While Shuttlecock tells the story of a son’s recovery of his father’s “true past,” and while it is narrated in the son’s “voice,” Prentis is oddly impersonal about the personal and family crises which are woven throughout this tale of detection. As an information specialist, Prentis is interested in facts and the interpretation of fact: He is a hermeneutic scientist who has little room in his life for emotions. The clipped, matter-of-fact style of the narration suggests that, like his father, Prentis suffers from a form of catatonia which belies the closed, cheery ending of the novel, where he recounts the reunion with his family. In his move from apprentice to chief, Prentis, in a sense, becomes another Quinn, and this beginning of a successful career and a happier family life has quite sinister undertones: Like Quinn, Prentis will become a disseminator and destroyer of information, a dictator of fact.
On one level, it could be seen that Prentis (the autobiographical, confessional “I” who is the main—perhaps only—“character” of his own story) has been successfully initiated into a form of adulthood: In the end, he accepts the imperfections of the father, he takes over Quinn’s responsibilities, and he becomes a father again to his sons and a husband to his wife. In this psychological reading, Prentis has grown up because he is willing to accept the world as a place where good and evil, heroism and betrayal coexist and where judgments or values must be based on their mixture, rather than their separation.
Swift leaves open, however, the possibility of a quite different reading, wherein existence is seen as a form of repression. Prentis’ success and happiness are ultimately based on a suppression of knowledge (he never reads “File E” himself before it is burned, but he simply takes Quinn’s summary of it as truth); if he becomes another Quinn, then he assumes the role of a god-like authority in a fallen, human world who will often be in the position of dictating “what is good for the common man”; in the final scene, where he romps with his wife and children on the beach, one senses that Prentis, the narrator, is hiding something from the reader in this artificial portrait of the nuclear family reunited. Playing the role of the narrator, Prentis is unreliable precisely when he becomes chief of information, a job that requires the judicious suppression of the truth: The reader is left with the question, What form and quantity of truth does one receive in this cold confession?

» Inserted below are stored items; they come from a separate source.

//! Shared types for macrodown
//!
//! This crate provides the common value types used across the macrodown
//! ecosystem: source spans and located macro calls.

use serde::{Deserialize, Serialize};

/// Half-open byte span `[start, end)` over a source text.
#[derive(Debug, Clone, Copy, PartialEq, Eq, Hash, Serialize, Deserialize)]
pub struct Span {
    pub start: usize,
    pub end: usize,
}

impl Span {
    pub fn new(start: usize, end: usize) -> Self {
        Self { start, end }
    }

    pub fn len(&self) -> usize {
        self.end - self.start
    }

    pub fn is_empty(&self) -> bool {
        self.start == self.end
    }

    /// True if `other` shares at least one byte with this span.
    pub fn overlaps(&self, other: &Span) -> bool {
        self.start < other.end && other.start < self.end
    }
}

/// A single macro call located in source text.
///
/// Transient: created by the locator per match and consumed immediately by
/// the dispatcher. `raw_arg` is the argument substring exactly as written,
/// quotes and all.
#[derive(Debug, Clone, PartialEq, Eq, Serialize, Deserialize)]
pub struct MacroCall {
    pub name: String,
    pub raw_arg: String,
    pub span: Span,
}

impl MacroCall {
    pub fn new(name: impl Into<String>, raw_arg: impl Into<String>, span: Span) -> Self {
        Self {
            name: name.into(),
            raw_arg: raw_arg.into(),
            span,
        }
    }
}
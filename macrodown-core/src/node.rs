//! Strict element tree for integrated fragments.
//!
//! [`Element::parse`] accepts only well-formed markup. It runs over the
//! output of [`crate::repair::repair`], which guarantees a single
//! well-formed root element; a failure here therefore indicates a defect in
//! the repair step, not bad user input.

use quick_xml::events::{BytesStart, Event};
use quick_xml::Reader;
use serde::{Deserialize, Serialize};
use std::fmt;
use thiserror::Error;

use crate::repair::{escape_attr, escape_text, is_void};

#[derive(Error, Debug)]
pub enum NodeError {
    #[error("Invalid markup: {0}")]
    Parse(#[from] quick_xml::Error),

    #[error("Invalid attribute: {0}")]
    Attr(#[from] quick_xml::events::attributes::AttrError),

    #[error("Unclosed element at end of input")]
    UnclosedElement,

    #[error("End tag without matching start tag")]
    MismatchedEnd,

    #[error("No root element found")]
    NoRoot,

    #[error("Content after the root element")]
    TrailingContent,
}

/// A well-formed markup element: name, attributes, and child nodes.
#[derive(Debug, Clone, PartialEq, Eq, Serialize, Deserialize)]
pub struct Element {
    pub name: String,
    pub attrs: Vec<(String, String)>,
    pub children: Vec<Node>,
}

/// A child of an [`Element`].
#[derive(Debug, Clone, PartialEq, Eq, Serialize, Deserialize)]
pub enum Node {
    Element(Element),
    Text(String),
}

impl Element {
    pub fn new(name: impl Into<String>) -> Self {
        Self {
            name: name.into(),
            attrs: Vec::new(),
            children: Vec::new(),
        }
    }

    /// Parse `markup` strictly into a single element tree.
    pub fn parse(markup: &str) -> Result<Self, NodeError> {
        let mut reader = Reader::from_str(markup);
        let mut stack: Vec<Element> = Vec::new();
        let mut root: Option<Element> = None;

        loop {
            match reader.read_event()? {
                Event::Start(start) => {
                    if root.is_some() && stack.is_empty() {
                        return Err(NodeError::TrailingContent);
                    }
                    stack.push(element_from_start(&start)?);
                }
                Event::Empty(start) => {
                    let element = element_from_start(&start)?;
                    match stack.last_mut() {
                        Some(parent) => parent.children.push(Node::Element(element)),
                        None if root.is_none() => root = Some(element),
                        None => return Err(NodeError::TrailingContent),
                    }
                }
                Event::End(_) => {
                    let element = stack.pop().ok_or(NodeError::MismatchedEnd)?;
                    match stack.last_mut() {
                        Some(parent) => parent.children.push(Node::Element(element)),
                        None => root = Some(element),
                    }
                }
                Event::Text(text) => {
                    let text = text.unescape()?.into_owned();
                    match stack.last_mut() {
                        Some(parent) => parent.children.push(Node::Text(text)),
                        None if text.trim().is_empty() => {}
                        None if root.is_some() => return Err(NodeError::TrailingContent),
                        None => return Err(NodeError::NoRoot),
                    }
                }
                Event::CData(cdata) => {
                    let text = String::from_utf8_lossy(&cdata).into_owned();
                    if let Some(parent) = stack.last_mut() {
                        parent.children.push(Node::Text(text));
                    }
                }
                Event::Comment(_) | Event::Decl(_) | Event::PI(_) | Event::DocType(_) => {}
                Event::Eof => break,
            }
        }

        if !stack.is_empty() {
            return Err(NodeError::UnclosedElement);
        }
        root.ok_or(NodeError::NoRoot)
    }

    /// Attribute value by name, if present.
    pub fn attr(&self, name: &str) -> Option<&str> {
        self.attrs
            .iter()
            .find(|(key, _)| key == name)
            .map(|(_, value)| value.as_str())
    }

    /// Child elements, skipping text nodes.
    pub fn child_elements(&self) -> impl Iterator<Item = &Element> {
        self.children.iter().filter_map(|node| match node {
            Node::Element(el) => Some(el),
            Node::Text(_) => None,
        })
    }

    /// Concatenated text of this element and all its descendants.
    pub fn text_content(&self) -> String {
        let mut out = String::new();
        self.collect_text(&mut out);
        out
    }

    fn collect_text(&self, out: &mut String) {
        for child in &self.children {
            match child {
                Node::Text(text) => out.push_str(text),
                Node::Element(el) => el.collect_text(out),
            }
        }
    }
}

fn element_from_start(start: &BytesStart) -> Result<Element, NodeError> {
    let name = String::from_utf8_lossy(start.name().as_ref()).into_owned();
    let mut attrs = Vec::new();
    for attr in start.attributes() {
        let attr = attr?;
        let key = String::from_utf8_lossy(attr.key.as_ref()).into_owned();
        let value = attr.unescape_value()?.into_owned();
        attrs.push((key, value));
    }
    Ok(Element {
        name,
        attrs,
        children: Vec::new(),
    })
}

impl fmt::Display for Element {
    fn fmt(&self, f: &mut fmt::Formatter<'_>) -> fmt::Result {
        write!(f, "<{}", self.name)?;
        for (key, value) in &self.attrs {
            write!(f, " {}=\"{}\"", key, escape_attr(value))?;
        }
        if self.children.is_empty() && is_void(&self.name) {
            write!(f, "/>")
        } else {
            write!(f, ">")?;
            for child in &self.children {
                write!(f, "{child}")?;
            }
            write!(f, "</{}>", self.name)
        }
    }
}

impl fmt::Display for Node {
    fn fmt(&self, f: &mut fmt::Formatter<'_>) -> fmt::Result {
        match self {
            Node::Element(el) => write!(f, "{el}"),
            Node::Text(text) => write!(f, "{}", escape_text(text)),
        }
    }
}
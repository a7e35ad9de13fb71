//! Macro registry construction and configuration.
//!
//! A [`Registry`] maps macro names to handlers for one render pass. Entries
//! come either from closures registered programmatically or from qualified
//! `"module:function"` references resolved at configuration time against a
//! [`FunctionTable`] of statically registered functions. Resolution failures
//! are configuration errors, raised before any document is processed.

use serde::{Deserialize, Serialize};
use std::collections::{BTreeMap, HashMap};
use std::path::Path;
use std::sync::Arc;
use thiserror::Error;

/// A macro handler: one normalized string argument in, markup text out.
///
/// Handlers may have arbitrary side effects; they are invoked strictly in
/// document order. Shared handlers must be safe under concurrent use if the
/// same registry serves concurrent renders of different documents.
pub type Handler = Arc<dyn Fn(&str) -> String + Send + Sync>;

#[derive(Error, Debug)]
pub enum ConfigError {
    #[error("Failed to read registry config: {0}")]
    ReadError(#[from] std::io::Error),

    #[error("Failed to parse YAML: {0}")]
    ParseError(#[from] serde_yaml::Error),

    #[error("Malformed function reference '{0}': expected \"module:function\"")]
    MalformedReference(String),

    #[error("Unresolvable function reference '{reference}' for macro '{name}'")]
    UnresolvedReference { name: String, reference: String },
}

/// Table of statically known functions addressable as `"module:function"`.
///
/// Populated once at process startup; qualified references in registry
/// configuration resolve against it.
#[derive(Clone, Default)]
pub struct FunctionTable {
    functions: HashMap<String, Handler>,
}

impl FunctionTable {
    pub fn new() -> Self {
        Self::default()
    }

    /// Register `function` under `module:name`.
    pub fn insert(&mut self, module: &str, name: &str, function: fn(&str) -> String) {
        self.functions
            .insert(format!("{module}:{name}"), Arc::new(function));
    }

    /// Resolve a qualified reference into a handler.
    pub fn resolve(&self, reference: &str) -> Option<Handler> {
        self.functions.get(reference).cloned()
    }
}

/// Registry configuration: macro name mapped to a qualified function
/// reference.
#[derive(Debug, Clone, Default, Serialize, Deserialize)]
#[serde(transparent)]
pub struct RegistryConfig(pub BTreeMap<String, String>);

impl RegistryConfig {
    pub fn from_yaml(contents: &str) -> Result<Self, ConfigError> {
        Ok(serde_yaml::from_str(contents)?)
    }

    /// Load configuration from a YAML file
    pub fn from_file<P: AsRef<Path>>(path: P) -> Result<Self, ConfigError> {
        let contents = std::fs::read_to_string(path)?;
        Self::from_yaml(&contents)
    }
}

/// Immutable name-to-handler mapping used for one render pass.
#[derive(Clone, Default)]
pub struct Registry {
    handlers: HashMap<String, Handler>,
}

impl Registry {
    pub fn builder() -> RegistryBuilder {
        RegistryBuilder {
            handlers: HashMap::new(),
        }
    }

    /// Build a registry from configuration, resolving every qualified
    /// reference against `table`. Fails on the first reference that is
    /// malformed or unknown.
    pub fn from_config(config: &RegistryConfig, table: &FunctionTable) -> Result<Self, ConfigError> {
        let mut handlers = HashMap::new();
        for (name, reference) in &config.0 {
            if reference.split_once(':').is_none() {
                return Err(ConfigError::MalformedReference(reference.clone()));
            }
            let handler =
                table
                    .resolve(reference)
                    .ok_or_else(|| ConfigError::UnresolvedReference {
                        name: name.clone(),
                        reference: reference.clone(),
                    })?;
            handlers.insert(name.clone(), handler);
        }
        Ok(Self { handlers })
    }

    pub fn get(&self, name: &str) -> Option<&Handler> {
        self.handlers.get(name)
    }

    pub fn contains(&self, name: &str) -> bool {
        self.handlers.contains_key(name)
    }

    pub fn len(&self) -> usize {
        self.handlers.len()
    }

    pub fn is_empty(&self) -> bool {
        self.handlers.is_empty()
    }

    /// Registered macro names, sorted.
    pub fn names(&self) -> Vec<&str> {
        let mut names: Vec<&str> = self.handlers.keys().map(String::as_str).collect();
        names.sort_unstable();
        names
    }
}

/// Builder for [`Registry`]. Later registrations under the same name win.
pub struct RegistryBuilder {
    handlers: HashMap<String, Handler>,
}

impl RegistryBuilder {
    /// Register a handler closure under `name`.
    pub fn register<F>(mut self, name: &str, handler: F) -> Self
    where
        F: Fn(&str) -> String + Send + Sync + 'static,
    {
        self.handlers.insert(name.to_string(), Arc::new(handler));
        self
    }

    /// Register a qualified `"module:function"` reference under `name`,
    /// resolved immediately against `table`.
    pub fn register_ref(
        mut self,
        name: &str,
        reference: &str,
        table: &FunctionTable,
    ) -> Result<Self, ConfigError> {
        if reference.split_once(':').is_none() {
            return Err(ConfigError::MalformedReference(reference.to_string()));
        }
        let handler =
            table
                .resolve(reference)
                .ok_or_else(|| ConfigError::UnresolvedReference {
                    name: name.to_string(),
                    reference: reference.to_string(),
                })?;
        self.handlers.insert(name.to_string(), handler);
        Ok(self)
    }

    pub fn build(self) -> Registry {
        Registry {
            handlers: self.handlers,
        }
    }
}

#[cfg(test)]
mod tests {
    use super::*;

    fn greet(name: &str) -> String {
        format!("Hello, {name}!")
    }

    fn demo_table() -> FunctionTable {
        let mut table = FunctionTable::new();
        table.insert("demo", "greet", greet);
        table
    }

    #[test]
    fn test_register_closure() {
        let registry = Registry::builder()
            .register("Shout", |v| v.to_uppercase())
            .build();

        let handler = registry.get("Shout").unwrap();
        assert_eq!(handler("hi"), "HI");
        assert!(!registry.contains("Whisper"));
        assert_eq!(registry.len(), 1);
        assert!(!registry.is_empty());
    }

    #[test]
    fn test_empty_registry() {
        let registry = Registry::builder().build();
        assert!(registry.is_empty());
        assert_eq!(registry.len(), 0);
        assert!(registry.names().is_empty());
    }

    #[test]
    fn test_register_qualified_reference() {
        let registry = Registry::builder()
            .register_ref("Hello", "demo:greet", &demo_table())
            .unwrap()
            .build();

        let handler = registry.get("Hello").unwrap();
        assert_eq!(handler("Markdown"), "Hello, Markdown!");
    }

    #[test]
    fn test_unresolved_reference_is_config_error() {
        let err = Registry::builder()
            .register_ref("Hello", "demo:missing", &demo_table())
            .err()
            .unwrap();

        assert!(matches!(err, ConfigError::UnresolvedReference { .. }));
    }

    #[test]
    fn test_malformed_reference_is_config_error() {
        let err = Registry::builder()
            .register_ref("Hello", "no-colon", &demo_table())
            .err()
            .unwrap();

        assert!(matches!(err, ConfigError::MalformedReference(_)));
    }

    #[test]
    fn test_from_yaml_config() {
        let config = RegistryConfig::from_yaml("Hello: \"demo:greet\"\n").unwrap();
        let registry = Registry::from_config(&config, &demo_table()).unwrap();

        assert_eq!(registry.names(), vec!["Hello"]);
        assert_eq!(registry.get("Hello").unwrap()("world"), "Hello, world!");
    }

    #[test]
    fn test_from_config_fails_eagerly() {
        let config = RegistryConfig::from_yaml("Nope: \"demo:absent\"\n").unwrap();
        let err = Registry::from_config(&config, &demo_table()).err().unwrap();

        assert!(matches!(
            err,
            ConfigError::UnresolvedReference { ref name, .. } if name == "Nope"
        ));
    }
}
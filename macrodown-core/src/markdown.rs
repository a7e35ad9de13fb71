//! Markdown integration: macro expansion over pulldown-cmark event streams.
//!
//! The transformer walks the event stream, expands macro calls found in text
//! events, and splices each integrated node back as inline HTML. Macro
//! syntax inside code blocks and code spans is left untouched.

use pulldown_cmark::{html, CowStr, Event, Options, Parser, Tag, TagEnd};

use crate::dispatch::{ExpandError, MacroDispatcher};
use crate::locator;
use crate::registry::Registry;

/// Transformer that expands macro calls in a markdown event stream.
pub struct MacroTransformer<'a> {
    dispatcher: &'a MacroDispatcher,
}

impl<'a> MacroTransformer<'a> {
    pub fn new(dispatcher: &'a MacroDispatcher) -> Self {
        Self { dispatcher }
    }

    /// Transform events, replacing `{{ Name("arg") }}` text with the
    /// expanded node as inline HTML. Calls are dispatched in document order.
    pub fn transform<'ev>(
        &self,
        events: Vec<Event<'ev>>,
    ) -> Result<Vec<Event<'ev>>, ExpandError> {
        let mut out = Vec::with_capacity(events.len());
        let mut in_code_block = false;

        for event in events {
            match event {
                Event::Start(Tag::CodeBlock(_)) => {
                    in_code_block = true;
                    out.push(event);
                }
                Event::End(TagEnd::CodeBlock) => {
                    in_code_block = false;
                    out.push(event);
                }
                Event::Text(text) if !in_code_block => {
                    self.expand_text_event(&text, &mut out)?;
                }
                other => out.push(other),
            }
        }

        Ok(out)
    }

    fn expand_text_event<'ev>(
        &self,
        text: &CowStr<'_>,
        out: &mut Vec<Event<'ev>>,
    ) -> Result<(), ExpandError> {
        let mut last_end = 0;
        let mut replaced = false;

        for call in locator::calls(text) {
            if call.span.start > last_end {
                out.push(Event::Text(CowStr::Boxed(
                    text[last_end..call.span.start].to_string().into_boxed_str(),
                )));
            }
            let expansion = self.dispatcher.dispatch(&call)?;
            out.push(Event::Html(CowStr::Boxed(
                expansion.node.to_string().into_boxed_str(),
            )));
            last_end = call.span.end;
            replaced = true;
        }

        if replaced && last_end < text.len() {
            out.push(Event::Text(CowStr::Boxed(
                text[last_end..].to_string().into_boxed_str(),
            )));
        }
        if !replaced {
            out.push(Event::Text(CowStr::Boxed(
                text.to_string().into_boxed_str(),
            )));
        }
        Ok(())
    }
}

/// Markdown processor with macro expansion.
pub struct MacroProcessor {
    dispatcher: MacroDispatcher,
    options: Options,
}

impl MacroProcessor {
    pub fn new(registry: Registry) -> Self {
        let mut options = Options::empty();
        options.insert(Options::ENABLE_TABLES);
        options.insert(Options::ENABLE_FOOTNOTES);
        options.insert(Options::ENABLE_STRIKETHROUGH);
        options.insert(Options::ENABLE_TASKLISTS);

        Self {
            dispatcher: MacroDispatcher::new(registry),
            options,
        }
    }

    pub fn dispatcher(&self) -> &MacroDispatcher {
        &self.dispatcher
    }

    /// Convert markdown to HTML, expanding macro calls along the way.
    pub fn render(&self, markdown: &str) -> Result<String, ExpandError> {
        let parser = Parser::new_ext(markdown, self.options);
        let events: Vec<Event> = parser.collect();

        let transformer = MacroTransformer::new(&self.dispatcher);
        let events = transformer.transform(events)?;

        let mut html_output = String::new();
        html::push_html(&mut html_output, events.into_iter());
        Ok(html_output)
    }
}
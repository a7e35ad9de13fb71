//! # macrodown-core
//!
//! Core library for macrodown inline macro expansion.
//!
//! This crate provides the building blocks for locating `{{ Name("arg") }}`
//! macro calls in text, dispatching them to registered handlers, and
//! integrating the (possibly malformed) handler output back into a document
//! as well-formed markup.

pub mod argument;
pub mod dispatch;
pub mod locator;
pub mod markdown;
pub mod node;
pub mod registry;
pub mod repair;

pub use argument::normalize;
pub use dispatch::{ExpandError, Expansion, MacroDispatcher};
pub use locator::find_macros;
pub use markdown::{MacroProcessor, MacroTransformer};
pub use node::{Element, Node, NodeError};
pub use registry::{ConfigError, FunctionTable, Handler, Registry, RegistryConfig};
pub use repair::repair;

pub use macrodown_types::{MacroCall, Span};
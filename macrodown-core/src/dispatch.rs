//! Macro dispatch and fragment integration.

use macrodown_types::{MacroCall, Span};
use thiserror::Error;
use tracing::{debug, warn};

use crate::argument::normalize;
use crate::locator;
use crate::node::{Element, NodeError};
use crate::registry::Registry;
use crate::repair::repair;

#[derive(Error, Debug)]
pub enum ExpandError {
    /// Repair must always produce well-formed markup, so a strict-parse
    /// failure here is a defect in the repair step rather than bad handler
    /// output or user input.
    #[error("Repaired fragment failed strict parse (repair defect): {source}")]
    Internal {
        #[source]
        source: NodeError,
    },
}

/// One integrated macro expansion: a well-formed node plus the source span
/// it replaces.
#[derive(Debug, Clone)]
pub struct Expansion {
    pub node: Element,
    pub span: Span,
}

/// Dispatches located macro calls to registered handlers and integrates
/// their output into well-formed nodes.
pub struct MacroDispatcher {
    registry: Registry,
}

impl MacroDispatcher {
    pub fn new(registry: Registry) -> Self {
        Self { registry }
    }

    pub fn registry(&self) -> &Registry {
        &self.registry
    }

    /// Expand one located call into a node ready for splicing at its span.
    pub fn dispatch(&self, call: &MacroCall) -> Result<Expansion, ExpandError> {
        let node = self.expand(&call.name, &call.raw_arg)?;
        Ok(Expansion {
            node,
            span: call.span,
        })
    }

    /// Expand a `(name, raw argument)` pair into a well-formed node.
    ///
    /// Unknown names render a visible placeholder instead of failing the
    /// expansion. Handler panics are not caught: a macro author's bug fails
    /// the whole render with the original panic intact.
    pub fn expand(&self, name: &str, raw_arg: &str) -> Result<Element, ExpandError> {
        let arg = normalize(raw_arg);
        let fragment = match self.registry.get(name) {
            Some(handler) => {
                debug!("Dispatching macro '{}' with argument '{}'", name, arg);
                handler(arg)
            }
            None => {
                warn!("Unknown macro '{}'", name);
                format!("<p>Unknown macro: {name}</p>")
            }
        };

        let repaired = repair(&fragment);
        Element::parse(&repaired).map_err(|source| ExpandError::Internal { source })
    }

    /// Run the scan-dispatch-splice loop over raw text, replacing every
    /// macro call with its serialized node. Calls are expanded strictly in
    /// document order; non-matching text passes through untouched.
    pub fn expand_text(&self, text: &str) -> Result<String, ExpandError> {
        let mut out = String::with_capacity(text.len());
        let mut pos = 0;

        while let Some(call) = locator::next_call(text, pos) {
            out.push_str(&text[pos..call.span.start]);
            let expansion = self.dispatch(&call)?;
            out.push_str(&expansion.node.to_string());
            pos = call.span.end;
        }
        out.push_str(&text[pos..]);
        Ok(out)
    }
}
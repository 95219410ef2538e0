use anyhow::Result;
use serde::Serialize;

use crate::http::{WorkerScript, WorkersApi};
use crate::settings::Project;
use crate::terminal::message::{Message, StdOut};
use crate::terminal::to_display_string;

use super::remote_error;

#[derive(Debug, Serialize)]
pub struct WorkerInfo {
    #[serde(flatten)]
    pub script: WorkerScript,
    pub settings: serde_json::Value,
}

pub fn info(api: &impl WorkersApi, project: &Project) -> Result<()> {
    let info = fetch(api, &project.worker_name)?;

    StdOut::success("Worker information:");
    println!("{}", to_display_string(&info)?);

    Ok(())
}

pub fn fetch(api: &impl WorkersApi, worker_name: &str) -> Result<WorkerInfo> {
    // The settings endpoint knows nothing about timestamps; the listing does.
    let script = api
        .list_scripts()
        .map_err(remote_error)?
        .into_iter()
        .find(|script| script.id == worker_name);

    let script = match script {
        Some(script) => script,
        None => anyhow::bail!(
            "Worker \"{}\" is not deployed on this account. Run `cfworker deploy` first.",
            worker_name
        ),
    };

    let settings = api.get_script_settings(worker_name).map_err(remote_error)?;

    Ok(WorkerInfo { script, settings })
}
use reqwest::blocking::multipart::{Form, Part};
use serde::Serialize;

use crate::error::RemoteError;
use crate::settings::binding::Binding;
use crate::settings::project::ScriptFormat;

/// The `metadata` part of a script upload.
#[derive(Clone, Debug, PartialEq, Serialize)]
pub struct Metadata {
    #[serde(skip_serializing_if = "Option::is_none")]
    pub body_part: Option<String>,
    #[serde(skip_serializing_if = "Option::is_none")]
    pub main_module: Option<String>,
    pub bindings: Vec<Binding>,
    pub compatibility_date: String,
}

impl Metadata {
    /// Modules name their entry point with `main_module`, service workers
    /// with `body_part`. Either way it is the name of the script part.
    pub fn new(
        format: ScriptFormat,
        script_name: &str,
        bindings: Vec<Binding>,
        compatibility_date: String,
    ) -> Self {
        let (body_part, main_module) = match format {
            ScriptFormat::Modules => (None, Some(script_name.to_string())),
            ScriptFormat::ServiceWorker => (Some(script_name.to_string()), None),
        };

        Metadata {
            body_part,
            main_module,
            bindings,
            compatibility_date,
        }
    }
}

/// Everything sent by a single upload: metadata plus the script itself.
#[derive(Clone, Debug, PartialEq)]
pub struct ScriptUpload {
    pub script_name: String,
    pub format: ScriptFormat,
    pub metadata: Metadata,
    pub script: Vec<u8>,
}

impl ScriptUpload {
    pub fn new(
        script_name: String,
        format: ScriptFormat,
        bindings: Vec<Binding>,
        compatibility_date: String,
        script: Vec<u8>,
    ) -> Self {
        let metadata = Metadata::new(format, &script_name, bindings, compatibility_date);
        ScriptUpload {
            script_name,
            format,
            metadata,
            script,
        }
    }

    pub fn script_size(&self) -> usize {
        self.script.len()
    }

    pub fn form(&self) -> Result<Form, RemoteError> {
        let mut form = Form::new();

        // The upload endpoint reads the form as a stream and requires the
        // "metadata" part to come first.
        form = add_metadata(form, &self.metadata)?;
        form = add_script(form, self)?;

        log::info!("building form");
        log::debug!("{:#?}", &form);

        Ok(form)
    }
}

fn add_metadata(form: Form, metadata: &Metadata) -> Result<Form, RemoteError> {
    let metadata = Part::text(serde_json::to_string(metadata)?)
        .file_name("metadata.json")
        .mime_str("application/json")?;

    Ok(form.part("metadata", metadata))
}

fn add_script(form: Form, upload: &ScriptUpload) -> Result<Form, RemoteError> {
    let part = Part::bytes(upload.script.clone())
        .file_name(upload.script_name.clone())
        .mime_str(upload.format.content_type())?;

    Ok(form.part(upload.script_name.clone(), part))
}
use console::{style, StyledObject};

pub fn url<D>(msg: D) -> StyledObject<D> {
    style(msg).blue().bold()
}

pub fn highlight<D>(msg: D) -> StyledObject<D> {
    style(msg).yellow().bold()
}

pub fn bold<D>(msg: D) -> StyledObject<D> {
    style(msg).bold()
}

pub fn dim<D>(msg: D) -> StyledObject<D> {
    style(msg).dim()
}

Prentis, the narrator, a senior clerk in a London police bureau that handles information on closed and unsolved cases. In his early thirties, secretive, and self-consciously prickly—almost paranoid—with a tyrannical and sadistic streak, he also has a capacity and craving for affection that leave him hurt by his sons’ lack of interest and respect and his wife’s quiet withdrawal. He has been unable to live up to his own father’s heroic image after reading his wartime memoirs at the age of eleven. Prentis’ confused adult relationship to “Dad,” whom he visits religiously every Wednesday and Sunday at a mental home (visits that his family resents), talking to him even though he cannot talk back, is one reason for his own familial failures. His obsession with the past and his father’s role in it, especially his father’s daring escape from the Gestapo, ultimately dovetails with his professional suspicions about the C-9 case, missing files, and his boss, Quinn. At the opening of the novel, he is surprised to hear that he is to get Quinn’s job; at the close, his promotion and his decision quietly to suppress police information that may hurt the innocent allows his rehabilitation as husband and father.
Quinn, the bureau chief, another problematic father figure with a suspect military background, unsmiling and curt. Quinn is plump and bespectacled, with none of the physical attributes of power, but his...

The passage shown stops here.